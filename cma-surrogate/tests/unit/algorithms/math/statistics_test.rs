use super::*;

parameterized_test! {can_get_mean, (values, expected), {
    assert_eq!(get_mean_iter(values.into_iter()), expected);
}}

can_get_mean! {
    case01_empty: (Vec::<Float>::new(), 0.),
    case02_single: (vec![3.], 3.),
    case03_many: (vec![1., 2., 3., 6.], 3.),
}
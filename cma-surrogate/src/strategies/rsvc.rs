#[cfg(test)]
#[path = "../../tests/unit/strategies/rsvc_test.rs"]
mod rsvc_test;

use super::*;
use crate::engine::SearchDistribution;

/// Maps points between the standard basis and the basis of the mutation ellipsoid axes.
#[derive(Clone, Debug)]
pub struct RotationFrame {
    basis: Matrix,
    inverse: Matrix,
}

impl RotationFrame {
    /// Creates a frame which keeps points unchanged.
    pub fn identity(dimension: usize) -> Self {
        Self { basis: Matrix::identity(dimension, dimension), inverse: Matrix::identity(dimension, dimension) }
    }

    /// Captures the frame from eigenvectors of the current covariance matrix. The eigenvectors
    /// are orthonormal, so the inverse is the transpose.
    pub fn from_distribution(distribution: &SearchDistribution) -> Self {
        let basis = distribution.eigenvectors().clone();
        let inverse = basis.transpose();

        Self { basis, inverse }
    }

    /// Rotates a point from the standard basis into the ellipsoid basis.
    pub fn reduce(&self, point: &Point) -> Point {
        &self.inverse * point
    }

    /// Rotates a point from the ellipsoid basis back into the standard basis.
    pub fn unreduce(&self, point: &Point) -> Point {
        &self.basis * point
    }
}

/// CMA-ES with a feasibility classifier which filters candidates before the expensive true
/// feasibility check.
///
/// With probability `beta`, and only once the classifier is trained, a candidate is predicted
/// first. Predicted feasible ones are still checked by the true oracle, predicted infeasible ones
/// are withheld (or repaired when the classifier can) and verified only a-posteriori.
pub struct ClassifierPreFilter<M: FeasibilityModel> {
    engine: CmaEs,
    model: M,
    beta: Float,
    model_trained: bool,
    frame: RotationFrame,
    initial: InitialState,
    state: GenerationState,
    predictions: Vec<(Point, bool)>,
}

impl<M: FeasibilityModel> ClassifierPreFilter<M> {
    /// Creates a new instance of `ClassifierPreFilter`.
    pub fn new(engine: CmaEs, model: M, beta: Float, max_attempts: usize) -> GenericResult<Self> {
        if !(0. ..=1.).contains(&beta) {
            return Err(format!("beta should be in [0, 1], got {beta}").into());
        }

        let initial = InitialState::new(&engine);
        let frame = RotationFrame::identity(engine.dimension());
        let state = GenerationState::new(engine.constants().lambda, max_attempts, engine.dimension());

        Ok(Self { engine, model, beta, model_trained: false, frame, initial, state, predictions: vec![] })
    }

    /// Returns the classifier.
    pub fn model(&self) -> &M {
        &self.model
    }

    /// Returns the rotation frame used for classifier inputs.
    pub fn frame(&self) -> &RotationFrame {
        &self.frame
    }

    /// Returns true if the classifier reported successful training.
    pub fn is_model_trained(&self) -> bool {
        self.model_trained
    }
}

impl<M: FeasibilityModel> AskTell for ClassifierPreFilter<M> {
    fn ask_pending_solutions(&mut self) -> OptimizationResult<Vec<Point>> {
        self.state.ensure_phase(Phase::Sampling, "ask_pending_solutions")?;

        let needed = self.state.remaining();
        let mut pending = Vec::with_capacity(needed);

        while pending.len() < needed {
            self.state.register_attempt()?;
            let point = self.engine.sample_point();

            if !self.model_trained || !self.engine.random().is_hit(self.beta) {
                pending.push(point);
                continue;
            }

            let reduced = self.frame.reduce(&point);
            if self.model.predict(&reduced) {
                self.predictions.push((point.clone(), true));
                pending.push(point);
            } else {
                self.predictions.push((point, false));

                if let Some(repaired) = self.model.repair(&reduced) {
                    self.state.repaired += 1;
                    pending.push(self.frame.unreduce(&repaired));
                }
            }
        }

        Ok(pending)
    }

    fn tell_feasibility(&mut self, results: Vec<(Point, bool)>) -> OptimizationResult<bool> {
        self.state.ensure_phase(Phase::Sampling, "tell_feasibility")?;
        self.state.ensure_dimension(results.iter().map(|(point, _)| point))?;

        results.into_iter().for_each(|(point, feasible)| {
            if feasible {
                self.state.accept(point);
            } else {
                self.state.infeasible += 1;
                self.model.add_infeasible(self.frame.reduce(&point));
            }
        });

        Ok(self.state.try_complete_sampling())
    }

    fn ask_valid_solutions(&self) -> &[Point] {
        self.state.valid.as_slice()
    }

    fn tell_fitness(&mut self, evaluated: Vec<Candidate>) -> OptimizationResult<(Point, Float)> {
        let ranked = self.state.rank(evaluated, |_, fitness| fitness)?;

        self.model.add_sorted_feasibles(ranked.iter().map(|(point, _)| self.frame.reduce(point)).collect());
        self.model_trained = self.model.train();

        let selected = ranked.iter().take(self.engine.constants().mu).map(|(point, _)| point.clone()).collect::<Vec<_>>();
        self.engine.update(selected.as_slice())?;

        let mean = get_mean_iter(ranked.iter().map(|(_, fitness)| *fitness));
        self.state.complete_evaluation(ranked.as_slice(), selected, mean);

        ranked.into_iter().next().ok_or_else(|| OptimizationError::ContractViolation("no ranked points".to_string()))
    }

    fn ask_best_solution(&self) -> Option<(&Point, Float)> {
        self.state.best()
    }

    fn ask_a_posteriori_solutions(&self) -> &[(Point, bool)] {
        self.predictions.as_slice()
    }

    fn tell_a_posteriori_feasibility(&mut self, actual: &[bool]) -> OptimizationResult<ConfusionMatrix> {
        self.state.ensure_phase(Phase::Closing, "tell_a_posteriori_feasibility")?;

        if actual.len() != self.predictions.len() {
            return Err(OptimizationError::ContractViolation(format!(
                "expected feasibility of {} a-posteriori solutions, got {}",
                self.predictions.len(),
                actual.len()
            )));
        }

        let confusion_matrix =
            ConfusionMatrix::new(self.predictions.iter().map(|(_, predicted)| *predicted).zip(actual.iter().copied()));
        self.predictions.clear();

        self.frame = RotationFrame::from_distribution(self.engine.distribution());
        self.state.close(&self.engine, Some(confusion_matrix));

        Ok(confusion_matrix)
    }

    fn ask_statistics(&self) -> Option<&GenerationRecord> {
        self.state.record()
    }

    fn run_constants(&self) -> RunConstants {
        create_run_constants("cma-es-rsvc", &self.engine, &self.initial, Some(self.beta))
    }

    fn engine(&self) -> &CmaEs {
        &self.engine
    }
}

○ ○ ○ ○ ○ ○ ○

#### [What is expected]
Copy every line of the records, leaving nothing out.

#### [Response to the exercise]
filename cma-surrogate/tests/unit/algorithms/math/statistics_test.rs
use super::*;

parameterized_test! {can_get_mean, (values, expected), {
    assert_eq!(get_mean_iter(values.into_iter()), expected);
}}

can_get_mean! {
    case01_empty: (Vec::<Float>::new(), 0.),
    case02_single: (vec![3.], 3.),
    case03_many: (vec![1., 2., 3., 6.], 3.),
}
filename cma-surrogate/src/strategies/rsvc.rs
#[cfg(test)]
#[path = "../../tests/unit/strategies/rsvc_test.rs"]
mod rsvc_test;

use super::*;
use crate::engine::SearchDistribution;

/// Maps points between the standard basis and the basis of the mutation ellipsoid axes.
#[derive(Clone, Debug)]
pub struct RotationFrame {
    basis: Matrix,
    inverse: Matrix,
}

impl RotationFrame {
    /// Creates a frame which keeps points unchanged.
    pub fn identity(dimension: usize) -> Self {
        Self { basis: Matrix::identity(dimension, dimension), inverse: Matrix::identity(dimension, dimension) }
    }

    /// Captures the frame from eigenvectors of the current covariance matrix. The eigenvectors
    /// are orthonormal, so the inverse is the transpose.
    pub fn from_distribution(distribution: &SearchDistribution) -> Self {
        let basis = distribution.eigenvectors().clone();
        let inverse = basis.transpose();

        Self { basis, inverse }
    }

    /// Rotates a point from the standard basis into the ellipsoid basis.
    pub fn reduce(&self, point: &Point) -> Point {
        &self.inverse * point
    }

    /// Rotates a point from the ellipsoid basis back into the standard basis.
    pub fn unreduce(&self, point: &Point) -> Point {
        &self.basis * point
    }
}

/// CMA-ES with a feasibility classifier which filters candidates before the expensive true
/// feasibility check.
///
/// With probability `beta`, and only once the classifier is trained, a candidate is predicted
/// first. Predicted feasible ones are still checked by the true oracle, predicted infeasible ones
/// are withheld (or repaired when the classifier can) and verified only a-posteriori.
pub struct ClassifierPreFilter<M: FeasibilityModel> {
    engine: CmaEs,
    model: M,
    beta: Float,
    model_trained: bool,
    frame: RotationFrame,
    initial: InitialState,
    state: GenerationState,
    predictions: Vec<(Point, bool)>,
}

impl<M: FeasibilityModel> ClassifierPreFilter<M> {
    /// Creates a new instance of `ClassifierPreFilter`.
    pub fn new(engine: CmaEs, model: M, beta: Float, max_attempts: usize) -> GenericResult<Self> {
        if !(0. ..=1.).contains(&beta) {
            return Err(format!("beta should be in [0, 1], got {beta}").into());
        }

        let initial = InitialState::new(&engine);
        let frame = RotationFrame::identity(engine.dimension());
        let state = GenerationState::new(engine.constants().lambda, max_attempts, engine.dimension());

        Ok(Self { engine, model, beta, model_trained: false, frame, initial, state, predictions: vec![] })
    }

    /// Returns the classifier.
    pub fn model(&self) -> &M {
        &self.model
    }

    /// Returns the rotation frame used for classifier inputs.
    pub fn frame(&self) -> &RotationFrame {
        &self.frame
    }

    /// Returns true if the classifier reported successful training.
    pub fn is_model_trained(&self) -> bool {
        self.model_trained
    }
}

impl<M: FeasibilityModel> AskTell for ClassifierPreFilter<M> {
    fn ask_pending_solutions(&mut self) -> OptimizationResult<Vec<Point>> {
        self.state.ensure_phase(Phase::Sampling, "ask_pending_solutions")?;

        let needed = self.state.remaining();
        let mut pending = Vec::with_capacity(needed);

        while pending.len() < needed {
            self.state.register_attempt()?;
            let point = self.engine.sample_point();

            if !self.model_trained || !self.engine.random().is_hit(self.beta) {
                pending.push(point);
                continue;
            }

            let reduced = self.frame.reduce(&point);
            if self.model.predict(&reduced) {
                self.predictions.push((point.clone(), true));
                pending.push(point);
            } else {
                self.predictions.push((point, false));

                if let Some(repaired) = self.model.repair(&reduced) {
                    self.state.repaired += 1;
                    pending.push(self.frame.unreduce(&repaired));
                }
            }
        }

        Ok(pending)
    }

    fn tell_feasibility(&mut self, results: Vec<(Point, bool)>) -> OptimizationResult<bool> {
        self.state.ensure_phase(Phase::Sampling, "tell_feasibility")?;
        self.state.ensure_dimension(results.iter().map(|(point, _)| point))?;

        results.into_iter().for_each(|(point, feasible)| {
            if feasible {
                self.state.accept(point);
            } else {
                self.state.infeasible += 1;
                self.model.add_infeasible(self.frame.reduce(&point));
            }
        });

        Ok(self.state.try_complete_sampling())
    }

    fn ask_valid_solutions(&self) -> &[Point] {
        self.state.valid.as_slice()
    }

    fn tell_fitness(&mut self, evaluated: Vec<Candidate>) -> OptimizationResult<(Point, Float)> {
        let ranked = self.state.rank(evaluated, |_, fitness| fitness)?;

        self.model.add_sorted_feasibles(ranked.iter().map(|(point, _)| self.frame.reduce(point)).collect());
        self.model_trained = self.model.train();

        let selected = ranked.iter().take(self.engine.constants().mu).map(|(point, _)| point.clone()).collect::<Vec<_>>();
        self.engine.update(selected.as_slice())?;

        let mean = get_mean_iter(ranked.iter().map(|(_, fitness)| *fitness));
        self.state.complete_evaluation(ranked.as_slice(), selected, mean);

        ranked.into_iter().next().ok_or_else(|| OptimizationError::ContractViolation("no ranked points".to_string()))
    }

    fn ask_best_solution(&self) -> Option<(&Point, Float)> {
        self.state.best()
    }

    fn ask_a_posteriori_solutions(&self) -> &[(Point, bool)] {
        self.predictions.as_slice()
    }

    fn tell_a_posteriori_feasibility(&mut self, actual: &[bool]) -> OptimizationResult<ConfusionMatrix> {
        self.state.ensure_phase(Phase::Closing, "tell_a_posteriori_feasibility")?;

        if actual.len() != self.predictions.len() {
            return Err(OptimizationError::ContractViolation(format!(
                "expected feasibility of {} a-posteriori solutions, got {}",
                self.predictions.len(),
                actual.len()
            )));
        }

        let confusion_matrix =
            ConfusionMatrix::new(self.predictions.iter().map(|(_, predicted)| *predicted).zip(actual.iter().copied()));
        self.predictions.clear();

        self.frame = RotationFrame::from_distribution(self.engine.distribution());
        self.state.close(&self.engine, Some(confusion_matrix));

        Ok(confusion_matrix)
    }

    fn ask_statistics(&self) -> Option<&GenerationRecord> {
        self.state.record()
    }

    fn run_constants(&self) -> RunConstants {
        create_run_constants("cma-es-rsvc", &self.engine, &self.initial, Some(self.beta))
    }

    fn engine(&self) -> &CmaEs {
        &self.engine
    }
}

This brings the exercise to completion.